___ SUPPLIED INFORMATION ___

#[cfg(test)]
mod tests {
    use super::*;
    use mockito::Matcher;
    use std::sync::Mutex;

    struct RecordingModel {
        /// `None` answers with an HTTP 403
        reply: Option<String>,
        prompts: Mutex<Vec<String>>,
    }

    #[async_trait]
    impl TextModel for RecordingModel {
        fn model_name(&self) -> &str {
            "stub-model"
        }

        async fn generate(&self, prompt: &str) -> Result<String, AnalysisError> {
            self.prompts.lock().unwrap().push(prompt.to_string());
            match &self.reply {
                Some(text) => Ok(text.clone()),
                None => Err(AnalysisError::Status {
                    status: 403,
                    body: "API key not valid".to_string(),
                }),
            }
        }
    }

    fn items(values: &[&str]) -> Vec<String> {
        values.iter().map(|v| v.to_string()).collect()
    }

    #[actix_rt::test]
    async fn test_analyze_returns_model_text_verbatim() {
        let model = Arc::new(RecordingModel {
            reply: Some("<h3>Your Hedgehog</h3><p>Teach writing.</p>".to_string()),
            prompts: Mutex::new(Vec::new()),
        });
        let client = AnalysisClient::with_model(model.clone());

        let outcome = client
            .analyze(
                &items(&["writing", "hiking"]),
                &items(&["public speaking"]),
                &items(&["coaching"]),
            )
            .await;

        assert_eq!(outcome, AnalysisOutcome::ready("<h3>Your Hedgehog</h3><p>Teach writing.</p>"));
        let prompts = model.prompts.lock().unwrap();
        assert_eq!(prompts.len(), 1);
        assert!(prompts[0].contains("- hiking"));
    }

    #[actix_rt::test]
    async fn test_missing_credentials_message() {
        let client = AnalysisClient::from_config(&AppConfig::default());
        assert!(client.model_name().is_none());

        let outcome = client.analyze(&items(&["a"]), &items(&["b"]), &items(&["c"])).await;
        assert_eq!(
            outcome,
            AnalysisOutcome::Failed {
                kind: AnalysisErrorKind::MissingCredentials,
                message: MISSING_KEY_MESSAGE.to_string(),
            }
        );
    }

    #[actix_rt::test]
    async fn test_remote_error_becomes_failed_outcome() {
        let model = Arc::new(RecordingModel {
            reply: None,
            prompts: Mutex::new(Vec::new()),
        });
        let client = AnalysisClient::with_model(model);

        let outcome = client.analyze(&items(&["a"]), &items(&["b"]), &items(&["c"])).await;
        assert_eq!(outcome.error_kind(), Some(AnalysisErrorKind::Remote));
        match outcome {
            AnalysisOutcome::Failed { message, .. } => {
                assert!(message.starts_with("Error connecting to Gemini API:"));
                assert!(message.contains("403"));
            }
            other => panic!("expected failure, got {:?}", other),
        }
    }

    #[test]
    fn test_from_config_uses_key() {
        let config = AppConfig {
            api_key: Some("k".to_string()),
            ..AppConfig::default()
        };
        let client = AnalysisClient::from_config(&config);
        assert_eq!(client.model_name(), Some("gemini-2.5-flash"));
    }

    #[test]
    fn test_endpoint_format() {
        let model = GeminiModel::new("k", "gemini-2.5-flash", "http://localhost:9999/");
        assert_eq!(
            model.endpoint(),
            "http://localhost:9999/v1beta/models/gemini-2.5-flash:generateContent"
        );
    }

    #[test]
    fn test_extract_text_joins_parts_of_first_candidate() {
        let raw = r#"{
            "candidates": [
                {"content": {"parts": [{"text": "Hello "}, {"text": "world"}], "role": "model"}},
                {"content": {"parts": [{"text": "ignored"}]}}
            ]
        }"#;
        let parsed: GenerateContentResponse = serde_json::from_str(raw).unwrap();
        assert_eq!(extract_text(parsed).unwrap(), "Hello world");
    }

    #[test]
    fn test_extract_text_without_candidates_is_error() {
        let parsed: GenerateContentResponse =
            serde_json::from_str(r#"{"promptFeedback": {"blockReason": "SAFETY"}}"#).unwrap();
        assert!(matches!(extract_text(parsed), Err(AnalysisError::EmptyResponse)));
    }

    #[test]
    fn test_failure_markup_is_escaped() {
        let outcome = AnalysisOutcome::Failed {
            kind: AnalysisErrorKind::Remote,
            message: "Error connecting to Gemini API: <bad>".to_string(),
        };
        assert_eq!(outcome.to_markup(), "<p>Error connecting to Gemini API: &lt;bad&gt;</p>");
    }

    #[actix_rt::test]
    async fn test_gemini_sends_key_and_prompt_and_joins_reply() {
        let mut server = mockito::Server::new_async().await;
        let mock = server
            .mock("POST", "/v1beta/models/gemini-test:generateContent")
            .match_header("x-goog-api-key", "test-key")
            .match_header("content-type", "application/json")
            .match_body(Matcher::Json(serde_json::json!({
                "contents": [{"parts": [{"text": "Describe my hedgehog"}]}]
            })))
            .with_status(200)
            .with_header("content-type", "application/json")
            .with_body(
                r###"{"candidates":[{"content":{"role":"model","parts":[{"text":"## Sweet spot\n"},{"text":"- coach writers"}]}}]}"###,
            )
            .create_async()
            .await;

        let model = GeminiModel::new("test-key", "gemini-test", &server.url());
        let text = model.generate("Describe my hedgehog").await.unwrap();

        assert_eq!(text, "## Sweet spot\n- coach writers");
        mock.assert_async().await;
    }

    #[actix_rt::test]
    async fn test_gemini_http_error_becomes_remote_failure() {
        let mut server = mockito::Server::new_async().await;
        let mock = server
            .mock("POST", "/v1beta/models/gemini-test:generateContent")
            .with_status(403)
            .with_body("API key not valid")
            .create_async()
            .await;

        let model = GeminiModel::new("bad-key", "gemini-test", &server.url());
        let client = AnalysisClient::with_model(Arc::new(model));
        let outcome = client.analyze(&items(&["a"]), &items(&["b"]), &items(&["c"])).await;

        assert_eq!(
            outcome,
            AnalysisOutcome::Failed {
                kind: AnalysisErrorKind::Remote,
                message: "Error connecting to Gemini API: API returned HTTP 403: API key not valid"
                    .to_string(),
            }
        );
        mock.assert_async().await;
    }

    #[actix_rt::test]
    async fn test_gemini_unreadable_body_is_decode_error() {
        let mut server = mockito::Server::new_async().await;
        let _mock = server
            .mock("POST", "/v1beta/models/gemini-test:generateContent")
            .with_status(200)
            .with_header("content-type", "application/json")
            .with_body("<html>gateway</html>")
            .create_async()
            .await;

        let model = GeminiModel::new("test-key", "gemini-test", &server.url());
        let err = model.generate("prompt").await.unwrap_err();
        assert!(matches!(err, AnalysisError::Decode(_)), "got {:?}", err);
    }

    #[actix_rt::test]
    async fn test_gemini_without_candidates_is_empty_response() {
        let mut server = mockito::Server::new_async().await;
        let _mock = server
            .mock("POST", "/v1beta/models/gemini-test:generateContent")
            .with_status(200)
            .with_header("content-type", "application/json")
            .with_body(r#"{"promptFeedback": {"blockReason": "SAFETY"}}"#)
            .create_async()
            .await;

        let model = GeminiModel::new("test-key", "gemini-test", &server.url());
        let err = model.generate("prompt").await.unwrap_err();
        assert!(matches!(err, AnalysisError::EmptyResponse));
        assert_eq!(err.kind(), AnalysisErrorKind::Remote);
    }

    #[test]
    fn test_ready_markup_renders_markdown() {
        let outcome = AnalysisOutcome::ready("## X\n- a");
        let markup = outcome.to_markup();
        assert!(markup.contains("<h2>X</h2>"));
        assert!(markup.contains("<li>a</li>"));
        assert_eq!(outcome.to_text(), "## X\n- a");
    }

    #[test]
    fn test_outcome_serializes_tagged() {
        let json = serde_json::to_value(AnalysisOutcome::missing_credentials()).unwrap();
        assert_eq!(json["status"], "failed");
        assert_eq!(json["kind"], "missing_credentials");
    }
}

___

__THE TASK__. Your job is to print exactly the lines that run from the top of the entries through the line with "impl TextModel for", and no others.

__TASK RESULT__.
#[cfg(test)]
mod tests {
    use super::*;
    use mockito::Matcher;
    use std::sync::Mutex;

    struct RecordingModel {
        /// `None` answers with an HTTP 403
        reply: Option<String>,
        prompts: Mutex<Vec<String>>,
    }

    #[async_trait]
    impl TextModel for RecordingModel {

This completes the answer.